Por Augusto Salvatto (*)

Argentina tiene una relación conflictiva con el futuro. Desde hace años, la dirigencia política se obsesiona por dedicar el presente a dar batallas del pasado. Hemos hecho de la urgencia un estilo de vida, y nuestra sociedad ha tendido a concentrarse en la coyuntura más inmediata, resignando el futuro, como algo que les toca a otros. Pero paradójicamente, las urgencias suelen resolverse con mirada de largo plazo.

Desde hace ya dos meses, el Proyecto de Ley de Economía del Conocimiento se encuentra cajoneado en el Senado. Según fuentes del oficialismo, por orden expresa de la Presidenta de dicha institución, Cristina Fernandez de Kirchner.

¿El motivo? “La normativa beneficiaría a MercadoLibre”, la compañía argentina que llegó a ser la más grande de América Latina, emplea a más de 10.000 personas en la región, y tiene 2.700 diferentes oficinas en todo el país. Pecado.

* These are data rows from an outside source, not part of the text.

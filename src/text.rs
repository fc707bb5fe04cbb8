use lazy_static::lazy_static;
use regex::{Captures, Regex};
use std::borrow::Cow;

lazy_static! {
    static ref HTML_ENTITY_REGEX: Regex =
        Regex::new("&(#[0-9]{1,7}|#[xX][0-9a-fA-F]{1,6}|[a-zA-Z][a-zA-Z0-9]{1,7});").unwrap();
}

/// Turns question text as served by the trivia API back into plain text.
///
/// Reverses URL-component encoding first, then HTML entity encoding.
/// Malformed escapes and unknown entities are kept verbatim, so text that
/// was never encoded (such as the fallback question bank) passes through
/// unchanged and decoding already-decoded text is a no-op.
pub fn decode(text: &str) -> String {
    let url_decoded = decode_url_component(text);
    decode_html_entities(&url_decoded).into_owned()
}

pub fn decode_url_component(text: &str) -> Cow<'_, str> {
    urlencoding::decode(text).unwrap_or(Cow::Borrowed(text))
}

pub fn decode_html_entities(text: &str) -> Cow<'_, str> {
    HTML_ENTITY_REGEX.replace_all(text, |captures: &Captures| {
        let entity = &captures[1];
        match decode_entity(entity) {
            Some(c) => c.to_string(),
            None => captures[0].to_owned(),
        }
    })
}

fn decode_entity(entity: &str) -> Option<char> {
    if let Some(number) = entity.strip_prefix('#') {
        let value = match number.strip_prefix(|c: char| c == 'x' || c == 'X') {
            Some(hex) => u32::from_str_radix(hex, 16).ok()?,
            None => number.parse::<u32>().ok()?,
        };
        return std::char::from_u32(value);
    }

    let c = match entity {
        "amp" => '&',
        "lt" => '<',
        "gt" => '>',
        "quot" => '"',
        "apos" => '\'',
        "nbsp" => '\u{a0}',
        "lsquo" => '‘',
        "rsquo" => '’',
        "ldquo" => '“',
        "rdquo" => '”',
        "laquo" => '«',
        "raquo" => '»',
        "ndash" => '–',
        "mdash" => '—',
        "hellip" => '…',
        "deg" => '°',
        "shy" => '\u{ad}',
        "aacute" => 'á',
        "Aacute" => 'Á',
        "eacute" => 'é',
        "Eacute" => 'É',
        "iacute" => 'í',
        "Iacute" => 'Í',
        "oacute" => 'ó',
        "Oacute" => 'Ó',
        "uacute" => 'ú',
        "Uacute" => 'Ú',
        "agrave" => 'à',
        "egrave" => 'è',
        "igrave" => 'ì',
        "ograve" => 'ò',
        "ugrave" => 'ù',
        "acirc" => 'â',
        "ecirc" => 'ê',
        "ocirc" => 'ô',
        "auml" => 'ä',
        "euml" => 'ë',
        "ouml" => 'ö',
        "Ouml" => 'Ö',
        "uuml" => 'ü',
        "Uuml" => 'Ü',
        "szlig" => 'ß',
        "ntilde" => 'ñ',
        "ccedil" => 'ç',
        "aring" => 'å',
        "oslash" => 'ø',
        "iexcl" => '¡',
        "iquest" => '¿',
        "pi" => 'π',
        "eta" => 'η',
        "ordm" => 'º',
        "sup2" => '²',
        "sup3" => '³',
        "times" => '×',
        "divide" => '÷',
        "reg" => '®',
        "copy" => '©',
        "trade" => '™',
        "euro" => '€',
        "pound" => '£',
        _ => return None,
    };
    Some(c)
}
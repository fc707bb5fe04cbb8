use std::fmt;

pub const TIMEOUT_SENTINEL: &str = "timeout";

/// What was recorded for a question: a picked option, or the countdown
/// running out first.
#[derive(Clone, Debug, Eq, Hash, PartialEq)]
pub enum Answer {
    Selected(String),
    Timeout,
}

impl Answer {
    pub fn as_str(&self) -> &str {
        match self {
            Answer::Selected(answer) => answer,
            Answer::Timeout => TIMEOUT_SENTINEL,
        }
    }
}

impl fmt::Display for Answer {
    fn fmt(&self, f: &mut fmt::Formatter<'_>) -> fmt::Result {
        f.write_str(self.as_str())
    }
}
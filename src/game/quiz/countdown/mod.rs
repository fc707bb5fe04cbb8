use std::time::Duration;


/// Per-question timer. Advanced by explicit `tick` calls so callers own
/// the clock; once cancelled it ignores every further tick.
#[derive(Clone, Debug)]
pub struct Countdown {
    time_elapsed: Duration,
    time_limit: Duration,
    running: bool,
}

impl Countdown {
    pub fn new(time_limit: Duration) -> Self {
        Countdown {
            time_elapsed: Duration::default(),
            time_limit,
            running: true,
        }
    }

    pub fn stopped(time_limit: Duration) -> Self {
        let mut countdown = Countdown::new(time_limit);
        countdown.cancel();
        countdown
    }

    /// Returns the remaining time before and after the tick, or `None` if
    /// the countdown is not running.
    pub fn tick(&mut self, dt: Duration) -> Option<(Duration, Duration)> {
        if !self.running {
            return None;
        }
        let before = self.remaining();
        self.time_elapsed = (self.time_elapsed + dt).min(self.time_limit);
        Some((before, self.remaining()))
    }

    pub fn cancel(&mut self) {
        self.running = false;
    }

    #[cfg(test)]
    pub fn is_running(&self) -> bool {
        self.running
    }

    pub fn is_over(&self) -> bool {
        self.time_elapsed >= self.time_limit
    }

    pub fn remaining(&self) -> Duration {
        self.time_limit
            .checked_sub(self.time_elapsed)
            .unwrap_or_default()
    }

    /// Whole seconds left, rounded up so a fresh 30s countdown reads 30
    /// until a full second has passed.
    pub fn remaining_seconds(&self) -> u64 {
        let remaining = self.remaining();
        let partial = if remaining.subsec_nanos() > 0 { 1 } else { 0 };
        remaining.as_secs() + partial
    }
}

/// The first warning threshold crossed between two remaining times.
pub fn crossed_warning(
    warnings: &[Duration],
    before: Duration,
    after: Duration,
) -> Option<Duration> {
    warnings
        .iter()
        .filter(|w| before > **w && after <= **w)
        .min()
        .copied()
}
use anyhow::{Context, Result};
use directories_next::ProjectDirs;
use log::{info, warn};
use parking_lot::RwLock;
use std::collections::BTreeMap;
use std::fs::{self, File};
use std::path::{Path, PathBuf};
use std::sync::Arc;

use crate::game::difficulty::Difficulty;

/// String-keyed, string-valued persistent storage.
pub trait KeyValueStore {
    fn get(&self, key: &str) -> Result<Option<String>>;
    fn set(&self, key: &str, value: &str) -> Result<()>;
}

impl<T: KeyValueStore + ?Sized> KeyValueStore for Arc<T> {
    fn get(&self, key: &str) -> Result<Option<String>> {
        (**self).get(key)
    }

    fn set(&self, key: &str, value: &str) -> Result<()> {
        (**self).set(key, value)
    }
}

#[derive(Debug, Default)]
pub struct MemoryStore {
    entries: RwLock<BTreeMap<String, String>>,
}

impl MemoryStore {
    pub fn new() -> Self {
        Default::default()
    }
}

impl KeyValueStore for MemoryStore {
    fn get(&self, key: &str) -> Result<Option<String>> {
        Ok(self.entries.read().get(key).cloned())
    }

    fn set(&self, key: &str, value: &str) -> Result<()> {
        self.entries.write().insert(key.to_owned(), value.to_owned());
        Ok(())
    }
}

/// Keeps every entry in a two-column CSV file, rewritten on each `set`.
#[derive(Debug)]
pub struct FileStore {
    path: PathBuf,
    entries: RwLock<BTreeMap<String, String>>,
}

impl FileStore {
    pub fn open(path: &Path) -> Result<Self> {
        let mut entries = BTreeMap::new();
        if path.exists() {
            let file = File::open(path)
                .with_context(|| format!("Could not open {}", path.display()))?;
            let mut csv_reader = csv::ReaderBuilder::new()
                .has_headers(false)
                .from_reader(file);
            for record in csv_reader.deserialize() {
                let (key, value): (String, String) = record?;
                entries.insert(key, value);
            }
        }
        Ok(FileStore {
            path: path.to_owned(),
            entries: RwLock::new(entries),
        })
    }

    pub fn default_path() -> Result<PathBuf> {
        let mut path = ProjectDirs::from("", "", "trivia-night")
            .context("could not locate system directories")?
            .data_dir()
            .to_path_buf();
        path.push("high_scores.csv");
        Ok(path)
    }

    fn save(&self, entries: &BTreeMap<String, String>) -> Result<()> {
        if let Some(parent) = self.path.parent() {
            fs::create_dir_all(parent)
                .with_context(|| format!("Could not create {}", parent.display()))?;
        }
        let mut csv_writer = csv::WriterBuilder::new()
            .has_headers(false)
            .from_path(&self.path)
            .with_context(|| format!("Could not write {}", self.path.display()))?;
        for entry in entries.iter() {
            csv_writer.serialize(entry)?;
        }
        csv_writer.flush()?;
        Ok(())
    }
}

impl KeyValueStore for FileStore {
    fn get(&self, key: &str) -> Result<Option<String>> {
        Ok(self.entries.read().get(key).cloned())
    }

    fn set(&self, key: &str, value: &str) -> Result<()> {
        let mut entries = self.entries.write();
        entries.insert(key.to_owned(), value.to_owned());
        self.save(&entries)
    }
}

pub fn high_score_key(difficulty: Difficulty) -> String {
    format!("highScore_{}", difficulty.label())
}

/// Best number of correct answers per difficulty.
pub struct HighScores<S> {
    store: S,
}

impl<S: KeyValueStore> HighScores<S> {
    pub fn new(store: S) -> Self {
        HighScores { store }
    }

    pub fn best_score(&self, difficulty: Difficulty) -> Result<u32> {
        let key = high_score_key(difficulty);
        let best: u32 = match self.store.get(&key)? {
            Some(value) => value.trim().parse().unwrap_or_else(|_| {
                warn!("Ignoring unreadable high score `{}` for {}", value, key);
                0
            }),
            None => 0,
        };
        Ok(best)
    }

    /// Stores `correct` if it beats the current best, and returns the best
    /// score after the update.
    pub fn record_score(&self, difficulty: Difficulty, correct: u32) -> Result<u32> {
        let best = self.best_score(difficulty)?;
        if correct <= best {
            return Ok(best);
        }
        info!("New {} high score: {}", difficulty, correct);
        self.store
            .set(&high_score_key(difficulty), &correct.to_string())?;
        Ok(correct)
    }

    #[cfg(test)]
    pub fn store(&self) -> &S {
        &self.store
    }
}
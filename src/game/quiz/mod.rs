use anyhow::{anyhow, Context, Result};
use log::debug;
use rand::rngs::StdRng;
use rand::seq::SliceRandom;
use std::collections::HashMap;
use std::time::Duration;

use self::answer::*;
use self::countdown::*;
use self::definition::*;
use self::score::*;
use self::view::*;
use crate::game::difficulty::Difficulty;
use crate::game::settings::Settings;
use crate::text;

pub mod answer;
pub mod countdown;
pub mod definition;
pub mod score;
pub mod view;


#[derive(Clone, Debug, Eq, PartialEq)]
pub struct AnswerResult {
    pub answer: Answer,
    pub is_correct: bool,
}

#[derive(Clone, Debug, Eq, PartialEq)]
pub enum TickEvent {
    TimeRemaining(Duration),
    TimedOut(AnswerResult),
}

#[derive(Clone, Copy, Debug, Eq, PartialEq)]
pub enum Progress {
    NextQuestion(usize),
    Finished(Score),
}

/// One quiz session: walks a fixed batch of questions, one countdown per
/// question, one answer per question.
pub struct Quiz {
    batch: QuestionBatch,
    current_index: usize,
    answers: HashMap<usize, Answer>,
    option_orders: HashMap<usize, Vec<String>>,
    countdown: Countdown,
    question_duration: Duration,
    time_warnings: Vec<Duration>,
    rng: StdRng,
}

impl Quiz {
    pub fn new(batch: QuestionBatch, settings: &Settings, rng: StdRng) -> Quiz {
        Quiz {
            batch,
            current_index: 0,
            answers: HashMap::new(),
            option_orders: HashMap::new(),
            countdown: Countdown::new(settings.question_duration),
            question_duration: settings.question_duration,
            time_warnings: settings.time_warnings.clone(),
            rng,
        }
    }

    #[cfg(test)]
    pub fn current_index(&self) -> usize {
        self.current_index
    }

    pub fn is_last_question(&self) -> bool {
        self.current_index + 1 == self.batch.len()
    }

    pub fn question(&self) -> &Question {
        &self.batch[self.current_index]
    }

    #[cfg(test)]
    pub fn answers(&self) -> &HashMap<usize, Answer> {
        &self.answers
    }

    pub fn current_answer(&self) -> Option<&Answer> {
        self.answers.get(&self.current_index)
    }

    pub fn is_locked(&self) -> bool {
        self.answers.contains_key(&self.current_index)
    }

    pub fn remaining_seconds(&self) -> u64 {
        self.countdown.remaining_seconds()
    }

    #[cfg(test)]
    pub fn is_countdown_running(&self) -> bool {
        self.countdown.is_running()
    }

    /// Options of the current question. The order is drawn the first time a
    /// question is shown and kept for the rest of the session.
    pub fn options(&mut self) -> &[String] {
        let question = &self.batch[self.current_index];
        let rng = &mut self.rng;
        self.option_orders
            .entry(self.current_index)
            .or_insert_with(|| {
                let mut options = question.options();
                options.shuffle(rng);
                options
            })
    }

    pub fn select_answer(&mut self, answer: Answer) -> Result<AnswerResult> {
        if self.is_locked() {
            return Err(anyhow!("This question was already answered"));
        }

        let is_correct = self.question().is_answer_correct(&answer);
        self.answers.insert(self.current_index, answer.clone());
        self.countdown.cancel();
        debug!(
            "Question {} locked with `{}`",
            self.current_index + 1,
            answer
        );

        Ok(AnswerResult { answer, is_correct })
    }

    /// Picks an option by its 1-based position in the displayed order.
    pub fn select_option(&mut self, number: usize) -> Result<AnswerResult> {
        let options = self.options();
        let option = number
            .checked_sub(1)
            .and_then(|index| options.get(index))
            .cloned()
            .with_context(|| format!("There is no option {}", number))?;
        self.select_answer(Answer::Selected(option))
    }

    /// Picks the option a free-form guess refers to.
    pub fn guess(&mut self, guess: &str) -> Result<AnswerResult> {
        let options = self.options().to_vec();
        let option = self
            .question()
            .match_guess(&options, guess)
            .cloned()
            .with_context(|| format!("`{}` is not one of the options", guess))?;
        self.select_answer(Answer::Selected(option))
    }

    pub fn tick(&mut self, dt: Duration) -> Option<TickEvent> {
        if self.is_locked() {
            return None;
        }

        let (before, after) = self.countdown.tick(dt)?;
        if self.countdown.is_over() {
            return self.select_answer(Answer::Timeout).ok().map(TickEvent::TimedOut);
        }

        crossed_warning(&self.time_warnings, before, after).map(TickEvent::TimeRemaining)
    }

    pub fn advance(&mut self) -> Result<Progress> {
        if !self.is_locked() {
            return Err(anyhow!("Answer the question before moving on"));
        }

        if self.is_last_question() {
            return Ok(Progress::Finished(self.score()));
        }

        self.current_index += 1;
        self.enter_question();
        Ok(Progress::NextQuestion(self.current_index))
    }

    pub fn retreat(&mut self) -> Result<()> {
        if self.current_index == 0 {
            return Err(anyhow!("This is the first question"));
        }

        self.current_index -= 1;
        self.enter_question();
        Ok(())
    }

    fn enter_question(&mut self) {
        self.countdown = if self.is_locked() {
            Countdown::stopped(self.question_duration)
        } else {
            Countdown::new(self.question_duration)
        };
    }

    pub fn score(&self) -> Score {
        let correct = self
            .batch
            .questions()
            .iter()
            .enumerate()
            .filter(|(index, question)| {
                self.answers
                    .get(index)
                    .map(|answer| question.is_answer_correct(answer))
                    .unwrap_or(false)
            })
            .count();
        Score {
            correct: correct as u32,
            total: self.batch.len() as u32,
        }
    }

    pub fn view(&mut self, difficulty: Difficulty) -> QuestionView {
        let options = self.options().to_vec();
        let question = self.question();
        let locked_answer = self.current_answer().cloned();
        let marks = mark_options(&options, &question.correct_answer, locked_answer.as_ref());
        QuestionView {
            number: self.current_index + 1,
            total: self.batch.len(),
            difficulty,
            text: question.display_text(),
            options: options
                .iter()
                .zip(marks)
                .map(|(option, mark)| OptionView {
                    label: text::decode(option),
                    mark,
                })
                .collect(),
            remaining_seconds: self.remaining_seconds(),
            correct_answer: question.display_correct_answer(),
            locked_answer,
            is_last: self.is_last_question(),
        }
    }

    pub fn into_parts(self) -> (QuestionBatch, HashMap<usize, Answer>) {
        (self.batch, self.answers)
    }
}
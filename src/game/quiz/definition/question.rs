use lazy_static::lazy_static;
use regex::Regex;
use serde::Deserialize;
use unidecode::unidecode;

use crate::game::quiz::answer::Answer;
use crate::text;

lazy_static! {
    static ref FORBIDDEN_GUESS_CHARACTERS_REGEX: Regex = Regex::new("[^a-z0-9]").unwrap();
}

fn sanitize(answer: &str) -> String {
    let answer = unidecode(answer);
    FORBIDDEN_GUESS_CHARACTERS_REGEX
        .replace_all(&answer.to_lowercase(), "")
        .into()
}

/// One row of a bundled fallback table.
#[derive(Debug, Deserialize)]
pub struct RawQuestion {
    pub question: String,
    pub correct_answer: String,
    pub incorrect_answer_1: String,
    pub incorrect_answer_2: String,
    pub incorrect_answer_3: String,
}

/// A multiple-choice question. Text is kept exactly as the source served
/// it and only decoded for display.
#[derive(Clone, Debug, Deserialize, Eq, PartialEq)]
pub struct Question {
    #[serde(rename = "question")]
    pub text: String,
    pub correct_answer: String,
    pub incorrect_answers: [String; 3],
}

impl Question {
    #[cfg(test)]
    pub fn new(text: &str, correct_answer: &str, incorrect_answers: [&str; 3]) -> Self {
        let [a, b, c] = incorrect_answers;
        Question {
            text: text.to_owned(),
            correct_answer: correct_answer.to_owned(),
            incorrect_answers: [a.to_owned(), b.to_owned(), c.to_owned()],
        }
    }

    pub fn is_answer_correct(&self, answer: &Answer) -> bool {
        match answer {
            Answer::Selected(selected) => *selected == self.correct_answer,
            Answer::Timeout => false,
        }
    }

    /// Distractors first, correct answer last. Callers shuffle.
    pub fn options(&self) -> Vec<String> {
        let mut options = self.incorrect_answers.to_vec();
        options.push(self.correct_answer.clone());
        options
    }

    pub fn display_text(&self) -> String {
        text::decode(&self.text)
    }

    pub fn display_correct_answer(&self) -> String {
        text::decode(&self.correct_answer)
    }

    /// Finds the option a free-form guess refers to, ignoring case,
    /// accents and punctuation.
    pub fn match_guess<'a>(&self, options: &'a [String], guess: &str) -> Option<&'a String> {
        let sanitized_guess = sanitize(guess);
        if sanitized_guess.is_empty() {
            return None;
        }
        options
            .iter()
            .find(|option| sanitize(&text::decode(option)) == sanitized_guess)
    }
}

impl From<RawQuestion> for Question {
    fn from(raw_question: RawQuestion) -> Self {
        Question {
            text: raw_question.question,
            correct_answer: raw_question.correct_answer,
            incorrect_answers: [
                raw_question.incorrect_answer_1,
                raw_question.incorrect_answer_2,
                raw_question.incorrect_answer_3,
            ],
        }
    }
}

#[cfg(test)]
mod tests {
    use super::*;

    fn question() -> Question {
        Question::new(
            "Who painted the Mona Lisa?",
            "Leonardo da Vinci",
            ["Pablo Picasso", "Vincent van Gogh", "Michelangelo"],
        )
    }

    #[test]
    fn options_contain_every_answer_once() {
        let options = question().options();
        assert_eq!(options.len(), 4);
        assert!(options.contains(&"Leonardo da Vinci".to_owned()));
        assert!(options.contains(&"Michelangelo".to_owned()));
    }

    #[test]
    fn timeout_is_never_correct() {
        let question = Question::new("Is this a trick?", "timeout", ["a", "b", "c"]);
        assert!(!question.is_answer_correct(&Answer::Timeout));
        assert!(question.is_answer_correct(&Answer::Selected("timeout".to_owned())));
    }

    #[test]
    fn matches_guess_loosely() {
        let question = question();
        let options = question.options();
        assert_eq!(
            question.match_guess(&options, "leonardo DA vinci!"),
            Some(&"Leonardo da Vinci".to_owned())
        );
        assert_eq!(question.match_guess(&options, "Dali"), None);
        assert_eq!(question.match_guess(&options, "???"), None);
    }

    #[test]
    fn matches_guess_against_encoded_options() {
        let question = Question::new("Q", "Pok%C3%A9mon", ["a", "b", "c"]);
        let options = question.options();
        assert_eq!(
            question.match_guess(&options, "pokemon"),
            Some(&"Pok%C3%A9mon".to_owned())
        );
    }
}
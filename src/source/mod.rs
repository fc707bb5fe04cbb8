use anyhow::Result;
use log::{info, warn};

use crate::game::difficulty::Difficulty;
use crate::game::quiz::definition::{Question, QuestionBatch};

pub mod opentdb;

pub use opentdb::OpenTriviaClient;


/// Where a quiz gets its questions from.
pub trait QuestionSource {
    fn fetch(&self, difficulty: Difficulty, count: usize) -> Result<QuestionBatch>;
}

/// A remote service that may or may not hand out questions.
pub trait RemoteQuestions {
    fn request(&self, difficulty: Difficulty, count: usize) -> Result<Vec<Question>>;
}

/// Asks the remote service first and silently swaps in the bundled
/// questions when it fails in any way. Without a remote, always uses the
/// bundled questions.
pub struct FallbackSource<R> {
    remote: Option<R>,
}

impl<R: RemoteQuestions> FallbackSource<R> {
    pub fn new(remote: R) -> Self {
        FallbackSource {
            remote: Some(remote),
        }
    }

    pub fn offline() -> Self {
        FallbackSource { remote: None }
    }
}

impl<R: RemoteQuestions> QuestionSource for FallbackSource<R> {
    fn fetch(&self, difficulty: Difficulty, count: usize) -> Result<QuestionBatch> {
        if let Some(remote) = &self.remote {
            match remote
                .request(difficulty, count)
                .and_then(QuestionBatch::new)
            {
                Ok(batch) => {
                    info!("Fetched {} {} questions", batch.len(), difficulty);
                    return Ok(batch);
                }
                Err(e) => warn!("Using fallback questions: {:#}", e),
            }
        }
        QuestionBatch::fallback(difficulty)
    }
}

Economía del conocimiento: el futuro

La disputa política de Cristina Fernández con Marcos Galperín, el fundador de MercadoLibre, no tiene en cuenta que la normativa en discusión beneficiaría a más de 11.000 empresas, en su mayoría Pymes, muchas de las cuales viven de prestar y utilizar servicios de las grandes empresas tecnológicas, como MercadoLibre, Microsoft, Google, o Amazon, entre otras.

Al mismo tiempo, la industria, que ya es el tercer complejo exportador de nuestro país, promete crear 250.000 nuevos puestos de trabajo y exportar US$ 15.000 millones para 2030. El futuro.

Pero las trabas a la ley de Economía del Conocimiento, cuya aplicación fue suspendida unilateralmente por el Poder Ejecutivo en diciembre de 2019, no son el único problema que sufre hoy la industria tecnológica. La enorme brecha cambiaria que complica la contratación y exportación de servicios en el exterior se suma a la incertidumbre provocada por la embestida de la IGJ a las SAS, y el congelamiento de los precios de internet.

El poder sultánico: el pasado

El sociólogo alemán Max Weber definió el sultanismo como una de las formas premodernas de ejercer el poder. En ella, la característica central, es que la administración pública es usada como un instrumento personal del líder. En esta forma de gobierno, la voluntad de quien ejerce el poder está por encima de cualquier institución o normativa.

En democracia, por el contrario, los funcionarios públicos no son más que inquilinos temporarios en las instituciones, que representan la voluntad ajena y no la propia. Y si bien no es un arreglo institucional perfecto, es el único que garantiza que exista una representación de intereses, más allá de la simpatía del Sultán.

En nuestro país, sin embargo, las formas arcaicas de ejercer el poder son la causa fundamental de que sigamos postergando el futuro.